### What is required
Go line by line through the data below and work out how many lines contain "NoFields"; the answer is that number alone.

(Stored data entries)

//! Schema descriptor for import files.
//!
//! The descriptor is read once from `import.yml` and is immutable afterwards.
//! Each import file declares an ordered list of entities; every entity
//! consumes a contiguous run of cells (after the control flag) in the order
//! its fields are declared.

use std::fs;
use std::path::Path;

use indexmap::IndexMap;
use serde::Deserialize;
use thiserror::Error;

use crate::error::Result;

pub const NATURAL_KEY_FIELD: &str = "name";
const TABLE_NAMES_KEY: &str = "table-names";

#[derive(Debug, Clone, PartialEq, Eq)]
pub enum FieldType {
    String,
    Boolean,
    Integer,
    TagList,
    /// The cell is the natural key of an already persisted `target` record.
    /// Linking also appends the current record to `inverse` on the target.
    RelationReference {
        target: String,
        inverse: String,
    },
}

impl FieldType {
    pub fn as_str(&self) -> &'static str {
        match self {
            FieldType::String => "string",
            FieldType::Boolean => "boolean",
            FieldType::Integer => "integer",
            FieldType::TagList => "list-tag",
            FieldType::RelationReference { .. } => "relation",
        }
    }
}

#[derive(Debug, Clone, Copy, PartialEq, Eq)]
pub enum RelationKind {
    ManyToMany,
    OneToOne,
}

#[derive(Debug, Clone, Copy, PartialEq, Eq)]
pub struct RelationSpec {
    pub kind: RelationKind,
    /// Position of the owning entity in the file's entity sequence.
    pub source: usize,
}

#[derive(Debug, Clone, Copy, Default, PartialEq, Eq)]
pub struct SlugExceptions {
    pub assign_slug: bool,
    pub assign_logo: bool,
}

#[derive(Debug, Clone, PartialEq, Eq)]
pub struct EntityDescriptor {
    pub name: String,
    pub fields: IndexMap<String, FieldType>,
    pub relation: Option<RelationSpec>,
    pub slug_exceptions: SlugExceptions,
}

#[derive(Debug, Clone, PartialEq, Eq)]
pub struct FileSchema {
    pub key: String,
    pub entities: Vec<EntityDescriptor>,
    pub table_names: Vec<String>,
}

impl FileSchema {
    pub fn field_count(&self) -> usize {
        self.entities.iter().map(|entity| entity.fields.len()).sum()
    }

    /// Control flag plus every declared field.
    pub fn expected_column_count(&self) -> usize {
        1 + self.field_count()
    }

    pub fn root(&self) -> &EntityDescriptor {
        &self.entities[0]
    }

    /// Entity whose `name` is looked up for duplicates, when the root entity
    /// starts with a plain `name` field.
    pub fn natural_key_entity(&self) -> Option<&str> {
        let root = self.root();
        match root.fields.get_index(0) {
            Some((field, FieldType::String)) if field == NATURAL_KEY_FIELD => {
                Some(root.name.as_str())
            }
            _ => None,
        }
    }
}

#[derive(Debug, Clone, Default, PartialEq, Eq)]
pub struct SchemaDescriptor {
    files: IndexMap<String, FileSchema>,
    table_names: Vec<String>,
}

impl SchemaDescriptor {
    pub fn from_path(path: &Path) -> Result<Self> {
        let raw = fs::read_to_string(path)?;
        Self::from_yaml_str(&raw)
    }

    pub fn from_yaml_str(raw: &str) -> Result<Self> {
        let top: IndexMap<String, serde_yaml::Value> = serde_yaml::from_str(raw)?;
        let mut descriptor = SchemaDescriptor::default();
        for (key, value) in top {
            if key == TABLE_NAMES_KEY {
                let names: Vec<String> =
                    serde_yaml::from_value(value).map_err(|err| SchemaError::Malformed {
                        file: key.clone(),
                        message: err.to_string(),
                    })?;
                push_unique(&mut descriptor.table_names, names);
                continue;
            }
            let raw_file: RawFile =
                serde_yaml::from_value(value).map_err(|err| SchemaError::Malformed {
                    file: key.clone(),
                    message: err.to_string(),
                })?;
            let file = raw_file.resolve(&key)?;
            push_unique(&mut descriptor.table_names, file.table_names.clone());
            descriptor.files.insert(key, file);
        }
        Ok(descriptor)
    }

    pub fn file(&self, key: &str) -> Option<&FileSchema> {
        self.files.get(key)
    }

    pub fn files(&self) -> impl Iterator<Item = &FileSchema> {
        self.files.values()
    }

    /// Every storage identifier declared anywhere in the configuration.
    pub fn table_names(&self) -> &[String] {
        &self.table_names
    }
}

fn push_unique(into: &mut Vec<String>, names: Vec<String>) {
    for name in names {
        if !into.contains(&name) {
            into.push(name);
        }
    }
}

#[derive(Debug, Clone, Error, PartialEq, Eq)]
pub enum SchemaError {
    #[error("file '{file}': {message}")]
    Malformed { file: String, message: String },
    #[error("file '{0}' declares no entities")]
    NoEntities(String),
    #[error("file '{0}' declares no fields")]
    NoFields(String),
    #[error("file '{file}', entity '{entity}': unknown type '{value}' for field '{field}'")]
    UnknownFieldType {
        file: String,
        entity: String,
        field: String,
        value: String,
    },
    #[error("file '{file}', entity '{entity}': field '{field}' needs both a target and an inverse")]
    IncompleteReference {
        file: String,
        entity: String,
        field: String,
    },
    #[error("file '{file}', entity '{entity}': unknown relation '{value}'")]
    UnknownRelation {
        file: String,
        entity: String,
        value: String,
    },
    #[error("file '{file}', entity '{entity}': relation source '{source_entity}' is not declared in this file")]
    UnknownRelationSource {
        file: String,
        entity: String,
        source_entity: String,
    },
    #[error("file '{file}', entity '{entity}': an entity cannot be its own relation source")]
    SelfRelation { file: String, entity: String },
}

#[derive(Debug, Deserialize)]
struct RawFile {
    entities: IndexMap<String, RawEntity>,
    #[serde(default, rename = "table-names")]
    table_names: Vec<String>,
}

#[derive(Debug, Deserialize)]
struct RawEntity {
    #[serde(default)]
    fields: Option<IndexMap<String, RawFieldType>>,
    #[serde(default)]
    links: Option<RawLinks>,
    #[serde(default, rename = "slugExceptions", alias = "slug-exceptions")]
    slug_exceptions: Option<RawSlugExceptions>,
}

#[derive(Debug, Deserialize)]
#[serde(untagged)]
enum RawFieldType {
    Name(String),
    Reference {
        #[serde(default)]
        target: String,
        #[serde(default, rename = "inversedBy", alias = "inversedby")]
        inversed_by: String,
    },
}

#[derive(Debug, Default, Deserialize)]
struct RawLinks {
    #[serde(default)]
    relation: Option<String>,
    #[serde(default)]
    source: Option<String>,
}

#[derive(Debug, Default, Deserialize)]
struct RawSlugExceptions {
    #[serde(default)]
    slug: Option<YesNo>,
    #[serde(default)]
    logo: Option<YesNo>,
}

#[derive(Debug, Deserialize)]
#[serde(untagged)]
enum YesNo {
    Bool(bool),
    Text(String),
}

impl YesNo {
    fn enabled(value: &Option<YesNo>) -> bool {
        match value {
            Some(YesNo::Bool(flag)) => *flag,
            Some(YesNo::Text(text)) => {
                matches!(text.trim().to_lowercase().as_str(), "yes" | "oui" | "true")
            }
            None => false,
        }
    }
}

impl RawFile {
    fn resolve(self, key: &str) -> std::result::Result<FileSchema, SchemaError> {
        if self.entities.is_empty() {
            return Err(SchemaError::NoEntities(key.to_string()));
        }
        let names: Vec<String> = self.entities.keys().cloned().collect();
        let mut entities = Vec::with_capacity(self.entities.len());
        for (position, (name, raw)) in self.entities.into_iter().enumerate() {
            let mut fields = IndexMap::new();
            for (field, raw_type) in raw.fields.unwrap_or_default() {
                let field_type = resolve_field_type(key, &name, &field, raw_type)?;
                fields.insert(field, field_type);
            }
            let relation = resolve_relation(key, &name, position, &names, raw.links)?;
            let slug = raw.slug_exceptions.unwrap_or_default();
            entities.push(EntityDescriptor {
                name,
                fields,
                relation,
                slug_exceptions: SlugExceptions {
                    assign_slug: YesNo::enabled(&slug.slug),
                    assign_logo: YesNo::enabled(&slug.logo),
                },
            });
        }
        let file = FileSchema {
            key: key.to_string(),
            entities,
            table_names: self.table_names,
        };
        if file.field_count() == 0 {
            return Err(SchemaError::NoFields(key.to_string()));
        }
        Ok(file)
    }
}

fn resolve_field_type(
    file: &str,
    entity: &str,
    field: &str,
    raw: RawFieldType,
) -> std::result::Result<FieldType, SchemaError> {
    match raw {
        RawFieldType::Name(value) => match value.trim().to_lowercase().as_str() {
            "string" => Ok(FieldType::String),
            "boolean" => Ok(FieldType::Boolean),
            "integer" => Ok(FieldType::Integer),
            "list-tag" | "tag-list" => Ok(FieldType::TagList),
            _ => Err(SchemaError::UnknownFieldType {
                file: file.to_string(),
                entity: entity.to_string(),
                field: field.to_string(),
                value,
            }),
        },
        RawFieldType::Reference {
            target,
            inversed_by,
        } => {
            if target.trim().is_empty() || inversed_by.trim().is_empty() {
                return Err(SchemaError::IncompleteReference {
                    file: file.to_string(),
                    entity: entity.to_string(),
                    field: field.to_string(),
                });
            }
            Ok(FieldType::RelationReference {
                target: target.trim().to_string(),
                inverse: inversed_by.trim().to_string(),
            })
        }
    }
}

fn resolve_relation(
    file: &str,
    entity: &str,
    position: usize,
    names: &[String],
    links: Option<RawLinks>,
) -> std::result::Result<Option<RelationSpec>, SchemaError> {
    let Some(links) = links else {
        return Ok(None);
    };
    let relation = links.relation.unwrap_or_default();
    let kind = match relation.trim().to_lowercase().replace('_', "-").as_str() {
        "" | "none" => return Ok(None),
        "many-to-many" => RelationKind::ManyToMany,
        "one-to-one" => RelationKind::OneToOne,
        _ => {
            return Err(SchemaError::UnknownRelation {
                file: file.to_string(),
                entity: entity.to_string(),
                value: relation,
            })
        }
    };
    let source = match links.source.as_deref().map(str::trim) {
        None | Some("") => 0,
        Some(source) => names.iter().position(|name| name == source).ok_or_else(|| {
            SchemaError::UnknownRelationSource {
                file: file.to_string(),
                entity: entity.to_string(),
                source_entity: source.to_string(),
            }
        })?,
    };
    if source == position {
        return Err(SchemaError::SelfRelation {
            file: file.to_string(),
            entity: entity.to_string(),
        });
    }
    Ok(Some(RelationSpec { kind, source }))
}

#[cfg(test)]
mod tests {
    use super::*;
    use crate::error::VersusError;

    const SOFTWARES: &str = r#"
import-softwares:
  entities:
    SoftMain:
      fields:
        name: string
        description: string
        tags: list-tag
      slugExceptions:
        slug: yes
        logo: yes
    SoftInfo:
      fields:
        opensource: boolean
        creation: integer
      links:
        relation: One-to-One
        source: SoftMain
  table-names: [SoftMain, SoftInfo]
import-versus:
  entities:
    Versus:
      fields:
        softMain1:
          target: SoftMain
          inversedBy: versus1
        description: string
table-names: [Tag]
"#;

    #[test]
    fn parses_ordered_entities_and_fields() {
        let schema = SchemaDescriptor::from_yaml_str(SOFTWARES).unwrap();
        let file = schema.file("import-softwares").unwrap();
        assert_eq!(file.entities.len(), 2);
        assert_eq!(file.root().name, "SoftMain");
        let fields: Vec<&String> = file.root().fields.keys().collect();
        assert_eq!(fields, vec!["name", "description", "tags"]);
        assert_eq!(file.root().fields["tags"], FieldType::TagList);
        assert_eq!(file.expected_column_count(), 6);
        assert!(file.root().slug_exceptions.assign_slug);
        assert!(file.root().slug_exceptions.assign_logo);
        assert_eq!(
            file.entities[1].relation,
            Some(RelationSpec {
                kind: RelationKind::OneToOne,
                source: 0
            })
        );
        assert_eq!(file.natural_key_entity(), Some("SoftMain"));
    }

    #[test]
    fn parses_relation_reference_fields() {
        let schema = SchemaDescriptor::from_yaml_str(SOFTWARES).unwrap();
        let file = schema.file("import-versus").unwrap();
        assert_eq!(
            file.root().fields["softMain1"],
            FieldType::RelationReference {
                target: "SoftMain".to_string(),
                inverse: "versus1".to_string(),
            }
        );
        assert_eq!(file.natural_key_entity(), None);
    }

    #[test]
    fn collects_table_names_from_every_level() {
        let schema = SchemaDescriptor::from_yaml_str(SOFTWARES).unwrap();
        assert_eq!(schema.table_names(), &["SoftMain", "SoftInfo", "Tag"]);
        assert_eq!(schema.files().count(), 2);
    }

    #[test]
    fn unknown_field_type_is_fatal() {
        let raw = "import-tags:\n  entities:\n    Tag:\n      fields:\n        name: float\n";
        let err = SchemaDescriptor::from_yaml_str(raw).unwrap_err();
        assert!(matches!(
            err,
            VersusError::Schema(SchemaError::UnknownFieldType { ref value, .. }) if value == "float"
        ));
    }

    #[test]
    fn undeclared_relation_source_is_fatal() {
        let raw = r#"
import-tags:
  entities:
    Tag:
      fields:
        name: string
      links:
        relation: Many-to-Many
        source: Category
"#;
        let err = SchemaDescriptor::from_yaml_str(raw).unwrap_err();
        assert!(matches!(
            err,
            VersusError::Schema(SchemaError::UnknownRelationSource { .. })
        ));
    }

    #[test]
    fn root_cannot_relate_to_itself() {
        let raw = r#"
import-tags:
  entities:
    Tag:
      fields:
        name: string
      links:
        relation: One-to-One
"#;
        let err = SchemaDescriptor::from_yaml_str(raw).unwrap_err();
        assert!(matches!(err, VersusError::Schema(SchemaError::SelfRelation { .. })));
    }

    #[test]
    fn file_without_fields_is_fatal() {
        let raw = "import-tags:\n  entities:\n    Tag:\n      fields:\n";
        let err = SchemaDescriptor::from_yaml_str(raw).unwrap_err();
        assert!(matches!(err, VersusError::Schema(SchemaError::NoFields(_))));
    }

    #[test]
    fn relation_none_means_no_relation() {
        let raw = r#"
import-tags:
  entities:
    Tag:
      fields:
        name: string
      links:
        relation: none
      slugExceptions:
        slug: no
        logo: no
"#;
        let schema = SchemaDescriptor::from_yaml_str(raw).unwrap();
        let root = schema.file("import-tags").unwrap().root();
        assert_eq!(root.relation, None);
        assert_eq!(root.slug_exceptions, SlugExceptions::default());
    }
}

### Solution
3